> _What you have to do_:
Wherever "layer" appears in a line of the listing, report that line.

> _Data_:
════

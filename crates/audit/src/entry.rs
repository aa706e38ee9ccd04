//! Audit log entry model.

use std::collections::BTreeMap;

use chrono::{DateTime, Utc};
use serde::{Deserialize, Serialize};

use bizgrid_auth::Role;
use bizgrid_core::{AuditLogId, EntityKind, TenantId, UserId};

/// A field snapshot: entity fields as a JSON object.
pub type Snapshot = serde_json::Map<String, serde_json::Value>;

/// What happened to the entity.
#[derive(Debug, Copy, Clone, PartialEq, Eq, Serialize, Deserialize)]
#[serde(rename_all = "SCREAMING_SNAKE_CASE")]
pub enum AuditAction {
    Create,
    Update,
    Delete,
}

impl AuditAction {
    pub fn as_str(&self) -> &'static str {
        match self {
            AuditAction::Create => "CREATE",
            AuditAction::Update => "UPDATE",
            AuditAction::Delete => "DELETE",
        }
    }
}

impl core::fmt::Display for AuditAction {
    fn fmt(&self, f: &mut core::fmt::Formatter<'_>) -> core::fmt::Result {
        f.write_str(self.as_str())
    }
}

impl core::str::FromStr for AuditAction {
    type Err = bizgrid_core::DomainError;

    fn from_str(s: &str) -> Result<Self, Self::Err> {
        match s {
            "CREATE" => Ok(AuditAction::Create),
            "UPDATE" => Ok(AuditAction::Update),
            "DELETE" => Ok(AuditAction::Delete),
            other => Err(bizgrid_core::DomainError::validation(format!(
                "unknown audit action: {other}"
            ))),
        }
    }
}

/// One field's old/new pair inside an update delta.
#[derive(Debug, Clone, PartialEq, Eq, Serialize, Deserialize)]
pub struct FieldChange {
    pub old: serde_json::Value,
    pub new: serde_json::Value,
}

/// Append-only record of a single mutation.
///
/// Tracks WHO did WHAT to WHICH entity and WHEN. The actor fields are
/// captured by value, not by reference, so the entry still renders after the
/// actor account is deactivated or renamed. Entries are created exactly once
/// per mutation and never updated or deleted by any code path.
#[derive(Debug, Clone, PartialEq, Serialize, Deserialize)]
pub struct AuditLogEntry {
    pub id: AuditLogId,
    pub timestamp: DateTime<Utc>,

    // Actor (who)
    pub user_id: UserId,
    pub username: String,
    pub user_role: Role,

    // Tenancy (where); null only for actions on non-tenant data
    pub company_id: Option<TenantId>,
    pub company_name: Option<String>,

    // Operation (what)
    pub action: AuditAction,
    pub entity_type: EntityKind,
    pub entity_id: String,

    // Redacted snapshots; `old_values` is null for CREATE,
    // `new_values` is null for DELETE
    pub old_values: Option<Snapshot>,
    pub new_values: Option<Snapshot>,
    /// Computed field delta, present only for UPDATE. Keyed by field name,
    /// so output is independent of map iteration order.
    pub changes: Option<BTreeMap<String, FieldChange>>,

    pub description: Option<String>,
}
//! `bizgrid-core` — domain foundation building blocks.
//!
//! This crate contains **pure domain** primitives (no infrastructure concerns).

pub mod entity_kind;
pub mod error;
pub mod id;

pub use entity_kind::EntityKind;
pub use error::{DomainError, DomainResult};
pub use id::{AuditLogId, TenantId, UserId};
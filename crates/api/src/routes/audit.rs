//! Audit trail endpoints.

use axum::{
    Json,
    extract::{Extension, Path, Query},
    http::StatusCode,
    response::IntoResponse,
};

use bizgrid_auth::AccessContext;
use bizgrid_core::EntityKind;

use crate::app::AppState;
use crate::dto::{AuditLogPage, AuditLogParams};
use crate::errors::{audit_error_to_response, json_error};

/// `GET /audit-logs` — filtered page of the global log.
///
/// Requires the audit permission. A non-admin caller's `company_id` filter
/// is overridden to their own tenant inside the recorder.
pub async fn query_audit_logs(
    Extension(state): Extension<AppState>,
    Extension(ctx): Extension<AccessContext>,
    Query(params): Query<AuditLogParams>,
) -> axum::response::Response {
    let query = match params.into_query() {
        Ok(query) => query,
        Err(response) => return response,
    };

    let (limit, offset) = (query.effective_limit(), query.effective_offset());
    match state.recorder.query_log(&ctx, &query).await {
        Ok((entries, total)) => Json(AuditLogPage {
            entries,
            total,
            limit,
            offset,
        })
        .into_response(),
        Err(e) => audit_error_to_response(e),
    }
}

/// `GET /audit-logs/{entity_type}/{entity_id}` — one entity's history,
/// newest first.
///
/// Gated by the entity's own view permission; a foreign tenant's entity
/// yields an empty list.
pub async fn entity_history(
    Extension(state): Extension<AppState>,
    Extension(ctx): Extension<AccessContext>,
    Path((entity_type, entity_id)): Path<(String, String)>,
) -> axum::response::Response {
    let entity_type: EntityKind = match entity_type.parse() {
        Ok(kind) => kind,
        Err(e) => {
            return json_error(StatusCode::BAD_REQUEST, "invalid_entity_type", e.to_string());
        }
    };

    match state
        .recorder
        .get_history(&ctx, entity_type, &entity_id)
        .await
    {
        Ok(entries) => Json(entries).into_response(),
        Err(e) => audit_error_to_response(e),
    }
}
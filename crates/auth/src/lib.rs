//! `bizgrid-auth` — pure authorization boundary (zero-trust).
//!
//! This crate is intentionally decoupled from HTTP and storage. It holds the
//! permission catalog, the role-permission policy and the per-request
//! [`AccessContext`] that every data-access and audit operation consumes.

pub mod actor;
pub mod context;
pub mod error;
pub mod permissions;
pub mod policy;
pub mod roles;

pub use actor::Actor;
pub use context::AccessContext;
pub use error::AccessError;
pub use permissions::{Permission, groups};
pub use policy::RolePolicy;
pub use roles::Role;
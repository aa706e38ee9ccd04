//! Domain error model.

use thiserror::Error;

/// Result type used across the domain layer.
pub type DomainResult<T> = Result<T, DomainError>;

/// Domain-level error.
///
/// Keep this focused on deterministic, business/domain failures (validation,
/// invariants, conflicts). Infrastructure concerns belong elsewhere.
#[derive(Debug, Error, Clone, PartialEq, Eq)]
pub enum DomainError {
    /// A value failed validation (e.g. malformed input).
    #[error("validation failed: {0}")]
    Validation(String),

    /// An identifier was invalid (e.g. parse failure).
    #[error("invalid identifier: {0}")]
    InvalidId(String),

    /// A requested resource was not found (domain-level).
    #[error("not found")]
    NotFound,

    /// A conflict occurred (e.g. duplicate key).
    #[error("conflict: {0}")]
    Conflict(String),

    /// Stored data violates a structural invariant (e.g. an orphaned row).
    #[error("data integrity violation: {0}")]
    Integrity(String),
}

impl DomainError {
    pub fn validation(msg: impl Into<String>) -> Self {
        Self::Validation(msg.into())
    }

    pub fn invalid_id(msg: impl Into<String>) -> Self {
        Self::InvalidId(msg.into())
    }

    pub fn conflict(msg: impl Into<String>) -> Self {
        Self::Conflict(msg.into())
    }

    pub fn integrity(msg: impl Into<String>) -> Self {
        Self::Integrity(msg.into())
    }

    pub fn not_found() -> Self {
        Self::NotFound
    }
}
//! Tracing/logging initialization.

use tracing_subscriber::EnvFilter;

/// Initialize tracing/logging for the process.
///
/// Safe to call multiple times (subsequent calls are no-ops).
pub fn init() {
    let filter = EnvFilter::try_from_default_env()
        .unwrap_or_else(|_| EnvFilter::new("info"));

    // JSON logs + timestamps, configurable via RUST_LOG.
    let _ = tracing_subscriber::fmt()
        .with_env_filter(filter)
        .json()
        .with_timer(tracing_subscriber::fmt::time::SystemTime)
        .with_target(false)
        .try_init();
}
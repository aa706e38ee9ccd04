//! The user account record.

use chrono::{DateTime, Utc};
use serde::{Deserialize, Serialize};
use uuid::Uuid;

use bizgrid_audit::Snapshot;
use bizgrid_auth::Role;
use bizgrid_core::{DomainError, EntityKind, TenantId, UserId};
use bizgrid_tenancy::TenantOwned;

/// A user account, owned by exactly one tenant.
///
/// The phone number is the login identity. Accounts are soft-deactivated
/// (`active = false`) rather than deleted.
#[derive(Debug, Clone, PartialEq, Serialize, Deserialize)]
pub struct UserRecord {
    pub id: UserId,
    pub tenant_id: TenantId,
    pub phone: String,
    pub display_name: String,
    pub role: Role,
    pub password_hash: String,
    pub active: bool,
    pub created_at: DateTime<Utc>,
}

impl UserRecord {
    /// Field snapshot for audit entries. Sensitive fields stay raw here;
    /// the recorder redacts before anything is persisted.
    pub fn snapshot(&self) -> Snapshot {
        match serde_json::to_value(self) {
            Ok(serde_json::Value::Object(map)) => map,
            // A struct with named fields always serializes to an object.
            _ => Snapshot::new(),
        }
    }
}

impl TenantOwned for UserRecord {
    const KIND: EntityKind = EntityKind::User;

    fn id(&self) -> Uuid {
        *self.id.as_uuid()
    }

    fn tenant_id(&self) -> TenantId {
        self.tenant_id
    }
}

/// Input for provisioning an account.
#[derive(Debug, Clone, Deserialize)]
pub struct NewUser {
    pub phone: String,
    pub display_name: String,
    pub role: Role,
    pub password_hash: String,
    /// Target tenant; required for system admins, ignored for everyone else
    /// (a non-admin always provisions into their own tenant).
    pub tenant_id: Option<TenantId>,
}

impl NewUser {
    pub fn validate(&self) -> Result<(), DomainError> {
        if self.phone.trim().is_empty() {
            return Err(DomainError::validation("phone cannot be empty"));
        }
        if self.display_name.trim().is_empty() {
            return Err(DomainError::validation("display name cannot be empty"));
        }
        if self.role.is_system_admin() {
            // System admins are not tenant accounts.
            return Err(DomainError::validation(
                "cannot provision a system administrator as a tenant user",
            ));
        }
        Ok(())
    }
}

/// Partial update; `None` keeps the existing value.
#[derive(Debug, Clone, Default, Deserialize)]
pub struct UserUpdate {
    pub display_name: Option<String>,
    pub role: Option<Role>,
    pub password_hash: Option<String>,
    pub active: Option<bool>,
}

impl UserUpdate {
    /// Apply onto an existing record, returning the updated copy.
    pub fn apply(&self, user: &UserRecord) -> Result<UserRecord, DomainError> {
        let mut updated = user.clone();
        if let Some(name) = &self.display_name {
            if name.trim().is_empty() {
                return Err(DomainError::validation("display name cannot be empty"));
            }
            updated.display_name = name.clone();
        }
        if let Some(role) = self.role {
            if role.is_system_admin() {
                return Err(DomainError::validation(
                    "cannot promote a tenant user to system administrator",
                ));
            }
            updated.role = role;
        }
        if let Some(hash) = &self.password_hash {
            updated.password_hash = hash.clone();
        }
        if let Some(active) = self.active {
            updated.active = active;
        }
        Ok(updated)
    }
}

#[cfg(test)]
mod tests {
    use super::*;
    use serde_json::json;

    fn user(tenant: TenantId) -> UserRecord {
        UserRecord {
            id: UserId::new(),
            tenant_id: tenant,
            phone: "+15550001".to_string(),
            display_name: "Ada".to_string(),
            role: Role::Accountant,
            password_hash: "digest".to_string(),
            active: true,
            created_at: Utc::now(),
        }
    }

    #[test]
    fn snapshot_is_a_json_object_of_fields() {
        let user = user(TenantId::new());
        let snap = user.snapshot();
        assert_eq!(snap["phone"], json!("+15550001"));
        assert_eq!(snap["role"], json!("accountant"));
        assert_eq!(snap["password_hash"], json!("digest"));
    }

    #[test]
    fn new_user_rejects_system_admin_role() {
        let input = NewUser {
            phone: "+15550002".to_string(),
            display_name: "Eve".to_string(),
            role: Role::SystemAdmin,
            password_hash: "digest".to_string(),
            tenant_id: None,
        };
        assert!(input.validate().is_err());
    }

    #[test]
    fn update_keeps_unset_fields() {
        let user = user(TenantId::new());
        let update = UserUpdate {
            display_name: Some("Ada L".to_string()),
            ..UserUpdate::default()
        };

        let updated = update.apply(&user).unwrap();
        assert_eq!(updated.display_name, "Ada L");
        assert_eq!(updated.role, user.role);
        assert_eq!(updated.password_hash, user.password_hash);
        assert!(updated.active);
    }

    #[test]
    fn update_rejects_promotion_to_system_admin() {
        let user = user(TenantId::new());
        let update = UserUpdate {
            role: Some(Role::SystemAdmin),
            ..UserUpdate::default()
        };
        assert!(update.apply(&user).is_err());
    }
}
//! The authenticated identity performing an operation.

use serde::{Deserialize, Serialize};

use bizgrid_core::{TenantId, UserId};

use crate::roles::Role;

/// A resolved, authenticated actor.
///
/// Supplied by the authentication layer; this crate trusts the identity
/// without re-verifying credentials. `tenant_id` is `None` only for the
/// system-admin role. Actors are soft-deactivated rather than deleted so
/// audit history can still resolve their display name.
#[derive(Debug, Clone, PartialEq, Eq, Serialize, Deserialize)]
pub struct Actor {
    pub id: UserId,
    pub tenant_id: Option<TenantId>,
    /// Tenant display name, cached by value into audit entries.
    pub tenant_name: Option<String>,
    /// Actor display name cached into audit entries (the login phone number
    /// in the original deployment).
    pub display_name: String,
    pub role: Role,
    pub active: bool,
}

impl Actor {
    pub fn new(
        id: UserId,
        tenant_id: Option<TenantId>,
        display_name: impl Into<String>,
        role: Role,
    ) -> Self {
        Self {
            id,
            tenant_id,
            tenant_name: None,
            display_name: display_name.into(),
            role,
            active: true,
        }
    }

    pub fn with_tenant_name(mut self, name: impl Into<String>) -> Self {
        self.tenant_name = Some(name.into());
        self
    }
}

════

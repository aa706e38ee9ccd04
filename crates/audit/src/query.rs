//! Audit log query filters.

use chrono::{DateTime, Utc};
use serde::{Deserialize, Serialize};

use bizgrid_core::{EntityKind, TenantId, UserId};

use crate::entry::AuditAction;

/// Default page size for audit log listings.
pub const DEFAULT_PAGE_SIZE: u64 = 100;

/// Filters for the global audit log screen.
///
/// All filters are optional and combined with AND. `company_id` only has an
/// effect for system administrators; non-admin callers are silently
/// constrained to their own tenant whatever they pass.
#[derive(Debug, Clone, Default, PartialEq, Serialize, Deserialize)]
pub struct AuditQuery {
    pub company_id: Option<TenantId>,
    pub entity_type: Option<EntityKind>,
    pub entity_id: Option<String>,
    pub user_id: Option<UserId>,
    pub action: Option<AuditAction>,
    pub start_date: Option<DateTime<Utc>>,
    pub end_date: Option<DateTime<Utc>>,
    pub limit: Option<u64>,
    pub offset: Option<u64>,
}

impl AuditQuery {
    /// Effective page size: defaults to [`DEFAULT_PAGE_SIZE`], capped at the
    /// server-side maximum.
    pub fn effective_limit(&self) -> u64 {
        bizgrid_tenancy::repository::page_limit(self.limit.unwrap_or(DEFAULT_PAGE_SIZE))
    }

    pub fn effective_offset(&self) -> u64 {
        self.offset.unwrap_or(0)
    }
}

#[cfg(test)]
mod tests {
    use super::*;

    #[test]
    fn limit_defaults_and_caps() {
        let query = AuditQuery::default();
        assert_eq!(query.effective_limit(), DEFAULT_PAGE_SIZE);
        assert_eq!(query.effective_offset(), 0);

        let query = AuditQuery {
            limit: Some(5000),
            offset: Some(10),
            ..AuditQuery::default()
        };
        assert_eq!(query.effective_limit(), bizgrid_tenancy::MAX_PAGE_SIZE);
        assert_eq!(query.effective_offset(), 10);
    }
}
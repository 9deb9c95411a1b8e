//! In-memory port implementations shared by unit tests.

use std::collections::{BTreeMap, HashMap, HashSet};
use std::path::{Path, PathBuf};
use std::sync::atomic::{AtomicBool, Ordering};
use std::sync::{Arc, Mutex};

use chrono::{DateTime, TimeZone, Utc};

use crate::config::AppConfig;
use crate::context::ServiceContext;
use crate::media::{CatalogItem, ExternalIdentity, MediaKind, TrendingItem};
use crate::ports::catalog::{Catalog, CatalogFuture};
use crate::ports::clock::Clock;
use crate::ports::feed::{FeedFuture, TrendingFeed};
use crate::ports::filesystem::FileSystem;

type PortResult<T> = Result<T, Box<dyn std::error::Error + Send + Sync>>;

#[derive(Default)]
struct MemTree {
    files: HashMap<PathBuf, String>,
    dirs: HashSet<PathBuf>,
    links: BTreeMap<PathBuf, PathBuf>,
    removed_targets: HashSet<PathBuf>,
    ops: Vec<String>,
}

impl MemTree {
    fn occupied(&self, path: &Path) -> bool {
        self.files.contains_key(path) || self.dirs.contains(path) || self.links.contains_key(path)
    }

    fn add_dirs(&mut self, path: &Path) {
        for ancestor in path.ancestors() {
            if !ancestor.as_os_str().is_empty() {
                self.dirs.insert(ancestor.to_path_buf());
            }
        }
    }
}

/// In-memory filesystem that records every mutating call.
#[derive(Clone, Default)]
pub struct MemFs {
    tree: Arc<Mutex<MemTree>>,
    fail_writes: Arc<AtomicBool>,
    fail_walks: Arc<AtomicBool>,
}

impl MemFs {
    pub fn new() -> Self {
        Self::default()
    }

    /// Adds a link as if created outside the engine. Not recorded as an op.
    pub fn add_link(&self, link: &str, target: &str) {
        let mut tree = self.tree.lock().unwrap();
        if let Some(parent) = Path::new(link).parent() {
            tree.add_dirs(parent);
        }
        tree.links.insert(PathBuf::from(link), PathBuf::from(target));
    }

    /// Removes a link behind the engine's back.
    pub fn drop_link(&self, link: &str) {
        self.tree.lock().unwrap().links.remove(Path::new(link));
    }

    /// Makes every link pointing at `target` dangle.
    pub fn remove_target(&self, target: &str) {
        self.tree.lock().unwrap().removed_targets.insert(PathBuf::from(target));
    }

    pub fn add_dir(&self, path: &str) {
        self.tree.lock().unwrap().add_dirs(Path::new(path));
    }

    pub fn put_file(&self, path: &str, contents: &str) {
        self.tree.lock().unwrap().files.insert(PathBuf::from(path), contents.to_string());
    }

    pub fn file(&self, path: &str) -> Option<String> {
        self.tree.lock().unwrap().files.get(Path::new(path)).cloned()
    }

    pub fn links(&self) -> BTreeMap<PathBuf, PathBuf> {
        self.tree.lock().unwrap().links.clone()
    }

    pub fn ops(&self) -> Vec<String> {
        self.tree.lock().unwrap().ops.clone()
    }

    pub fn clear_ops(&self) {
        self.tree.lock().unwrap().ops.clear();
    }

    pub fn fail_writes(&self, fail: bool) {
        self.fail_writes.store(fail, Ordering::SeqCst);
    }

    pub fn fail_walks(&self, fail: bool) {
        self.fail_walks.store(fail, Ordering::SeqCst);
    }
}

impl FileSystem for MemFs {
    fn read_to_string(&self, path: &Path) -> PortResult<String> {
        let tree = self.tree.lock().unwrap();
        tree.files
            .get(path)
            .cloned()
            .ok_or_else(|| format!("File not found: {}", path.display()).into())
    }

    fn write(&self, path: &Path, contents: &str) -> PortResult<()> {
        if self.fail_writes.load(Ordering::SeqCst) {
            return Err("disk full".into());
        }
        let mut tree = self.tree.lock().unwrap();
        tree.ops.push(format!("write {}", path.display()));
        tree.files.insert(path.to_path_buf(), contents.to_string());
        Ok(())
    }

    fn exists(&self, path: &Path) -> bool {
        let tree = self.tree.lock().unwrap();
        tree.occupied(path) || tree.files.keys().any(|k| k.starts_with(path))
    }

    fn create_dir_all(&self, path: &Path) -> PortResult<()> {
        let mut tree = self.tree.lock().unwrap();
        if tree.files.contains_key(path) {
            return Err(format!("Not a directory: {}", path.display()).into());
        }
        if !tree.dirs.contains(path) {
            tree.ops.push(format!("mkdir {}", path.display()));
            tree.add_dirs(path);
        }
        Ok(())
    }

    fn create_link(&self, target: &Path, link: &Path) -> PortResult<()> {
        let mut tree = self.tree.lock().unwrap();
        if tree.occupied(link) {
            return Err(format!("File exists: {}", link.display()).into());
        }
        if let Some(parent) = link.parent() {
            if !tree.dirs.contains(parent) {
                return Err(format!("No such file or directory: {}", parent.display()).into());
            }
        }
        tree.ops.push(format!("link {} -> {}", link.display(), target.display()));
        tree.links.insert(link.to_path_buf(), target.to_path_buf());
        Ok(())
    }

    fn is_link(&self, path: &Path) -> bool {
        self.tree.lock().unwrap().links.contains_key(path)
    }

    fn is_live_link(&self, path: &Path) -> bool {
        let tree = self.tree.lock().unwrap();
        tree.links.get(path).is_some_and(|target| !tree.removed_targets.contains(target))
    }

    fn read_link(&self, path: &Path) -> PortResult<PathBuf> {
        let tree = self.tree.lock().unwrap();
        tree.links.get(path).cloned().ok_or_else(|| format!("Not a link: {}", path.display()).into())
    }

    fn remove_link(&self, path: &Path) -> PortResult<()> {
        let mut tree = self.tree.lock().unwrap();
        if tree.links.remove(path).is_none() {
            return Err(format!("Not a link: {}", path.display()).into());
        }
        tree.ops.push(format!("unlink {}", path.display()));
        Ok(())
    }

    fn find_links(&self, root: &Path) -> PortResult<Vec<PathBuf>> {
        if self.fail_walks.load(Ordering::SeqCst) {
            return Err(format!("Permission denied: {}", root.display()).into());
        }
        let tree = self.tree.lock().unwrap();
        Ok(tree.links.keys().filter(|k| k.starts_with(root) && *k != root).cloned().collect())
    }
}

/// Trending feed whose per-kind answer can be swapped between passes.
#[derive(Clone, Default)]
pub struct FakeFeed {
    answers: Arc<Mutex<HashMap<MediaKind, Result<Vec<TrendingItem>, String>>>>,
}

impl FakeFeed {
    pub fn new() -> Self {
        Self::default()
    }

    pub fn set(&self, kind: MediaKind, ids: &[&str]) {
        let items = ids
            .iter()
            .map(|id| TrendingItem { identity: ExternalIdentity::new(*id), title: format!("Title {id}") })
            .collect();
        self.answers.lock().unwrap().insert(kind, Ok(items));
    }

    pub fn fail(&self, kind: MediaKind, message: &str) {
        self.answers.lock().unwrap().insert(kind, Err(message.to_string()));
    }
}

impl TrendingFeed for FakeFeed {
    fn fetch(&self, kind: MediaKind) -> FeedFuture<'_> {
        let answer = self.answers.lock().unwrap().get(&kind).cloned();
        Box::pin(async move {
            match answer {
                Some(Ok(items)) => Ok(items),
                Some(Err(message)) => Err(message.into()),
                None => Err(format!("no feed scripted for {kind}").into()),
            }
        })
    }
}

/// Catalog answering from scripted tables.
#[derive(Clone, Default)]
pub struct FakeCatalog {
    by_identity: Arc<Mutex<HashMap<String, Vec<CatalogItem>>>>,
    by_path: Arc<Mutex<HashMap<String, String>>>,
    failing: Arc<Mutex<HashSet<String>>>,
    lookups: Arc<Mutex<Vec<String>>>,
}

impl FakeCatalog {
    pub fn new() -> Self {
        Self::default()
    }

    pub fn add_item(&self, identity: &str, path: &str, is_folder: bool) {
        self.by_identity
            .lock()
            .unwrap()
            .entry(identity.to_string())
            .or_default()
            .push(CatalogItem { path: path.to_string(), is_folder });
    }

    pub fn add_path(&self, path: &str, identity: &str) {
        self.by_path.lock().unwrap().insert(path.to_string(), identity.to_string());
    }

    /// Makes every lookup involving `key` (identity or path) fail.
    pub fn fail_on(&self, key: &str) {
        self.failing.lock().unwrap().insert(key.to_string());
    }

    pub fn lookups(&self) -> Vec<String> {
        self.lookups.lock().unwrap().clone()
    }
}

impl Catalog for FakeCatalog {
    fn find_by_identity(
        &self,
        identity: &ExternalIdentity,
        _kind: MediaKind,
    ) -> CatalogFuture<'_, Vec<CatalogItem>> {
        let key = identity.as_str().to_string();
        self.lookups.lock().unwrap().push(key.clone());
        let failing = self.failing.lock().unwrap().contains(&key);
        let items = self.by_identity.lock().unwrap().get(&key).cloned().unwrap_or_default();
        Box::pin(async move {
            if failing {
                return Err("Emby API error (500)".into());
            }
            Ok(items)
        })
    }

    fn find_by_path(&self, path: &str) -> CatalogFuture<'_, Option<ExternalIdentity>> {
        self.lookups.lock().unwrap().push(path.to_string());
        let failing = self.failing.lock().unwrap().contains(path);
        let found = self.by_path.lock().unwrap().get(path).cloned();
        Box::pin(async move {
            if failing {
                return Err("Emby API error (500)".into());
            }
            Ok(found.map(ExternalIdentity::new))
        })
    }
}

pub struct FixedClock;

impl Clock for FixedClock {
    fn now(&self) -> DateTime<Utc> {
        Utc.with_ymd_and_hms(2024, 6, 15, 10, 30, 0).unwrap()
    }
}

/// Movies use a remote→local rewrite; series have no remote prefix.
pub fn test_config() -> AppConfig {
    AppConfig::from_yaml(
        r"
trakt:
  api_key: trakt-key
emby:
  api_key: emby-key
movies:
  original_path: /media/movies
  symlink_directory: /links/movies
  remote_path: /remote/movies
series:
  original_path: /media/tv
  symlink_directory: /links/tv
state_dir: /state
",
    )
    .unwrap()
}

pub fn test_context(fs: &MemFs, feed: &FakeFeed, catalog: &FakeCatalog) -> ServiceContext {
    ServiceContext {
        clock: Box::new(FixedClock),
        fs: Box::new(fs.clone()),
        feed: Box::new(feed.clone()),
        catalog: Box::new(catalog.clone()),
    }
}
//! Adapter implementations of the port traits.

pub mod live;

════

> _Result below_:
/// Result type used across the domain layer.
/// Supplied by the authentication layer; this crate trusts the identity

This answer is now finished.